近藤史恵


「アンハッピードッグズ」(中公文庫)

最初に人を好きになったときから、わたしは失う予感におびえている。どんなに言葉と約束を重ねても、その予感はなくならない。でも、苦い思いを積み重ねた先には、新しい風景が広がっているのかもしれない---。

 この作品はミステリ的な側面はまるで何もありませんでした。恋愛小説です。ミステリと恋愛小説、二つの要素を扱っている作家といえば連城三紀彦で、その辺の比較から二人を語ってるのが「凍える島」での鷹城宏の解説です。これはとても適切な捉え方をしてて理解が深まりました。その部分の概略は以下。

連城三紀彦は恋愛小説の枠組みの中でミステリを書いている。
近藤史恵はミステリの枠組みの中で恋愛小説を書いている。

 というワケで、近藤史恵作品のキモは恋愛部分と捉えると納得が行きます。ミステリ作家としてデビューしたけど、この作品は既にミステリの枠もなくなってる恋愛小説という感じでした。

(20030112)


「凍える島」(創元推理文庫)

無人島とはこれまた古風な---とは言い条、お得意ぐるみ慰安旅行としゃれこんだ喫茶店<北斎屋>の一行は、瀬戸内海の真ん中に浮かぶS島へ。数年前には新興宗教の聖地だったという島で、八人の男女が一週間を共にする、しかも波瀾含みのメンバー構成。古式に倣って真夏の孤島に悲劇が幕を開け、ひとり減り、ふたり減り......。
由緒正しい主題をモダンに演出する物語はどこへ行く?

 近藤史恵のデビュー作です。

 あやめという女性の語りで物語が進行するのですが、このあやめが読んでてえらくムカつきます。何かこう、自己弁護めいてるわ、自分は傷つきやすいデリケートな女なんですオーラがプンプンするわ、あたしの繊細な心は凡人には理解できないのよ臭が漂うわで、最悪です。

 あまりにムカつくので、どうかコイツが犯人でありますようにと願いながら読み進めました。最低のミステリ読書方法です。

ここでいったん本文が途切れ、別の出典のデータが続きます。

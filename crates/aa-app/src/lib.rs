/// asciiart application layer: CLI, configuration resolution and the
/// render pipeline.
pub mod cli;
pub mod pipeline;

 このムカつく主人公、作者の人格が投影されてるのか、それとも確信犯なのか、この作品で初めて近藤史恵に接した読者なら見極めが難しいと思います。僕は別の作品(アンハッピードッグズ)を事前に読んでいたけど、それでもどちらなのか分からなかったです。

 一応の実行犯が明かされてからの、余情部分(動悸含む)が恋愛小説のノリになってます。犯行に至ったのは凄く個人的な行動原理ですが、物語としての膨らませと見れば別に問題ありません。実行犯が明らかになるトコロまでで、例え行動原理は分からなくても物的証拠(伏線)から犯人が割り出せる、つまりミステリとしての体裁は整っています。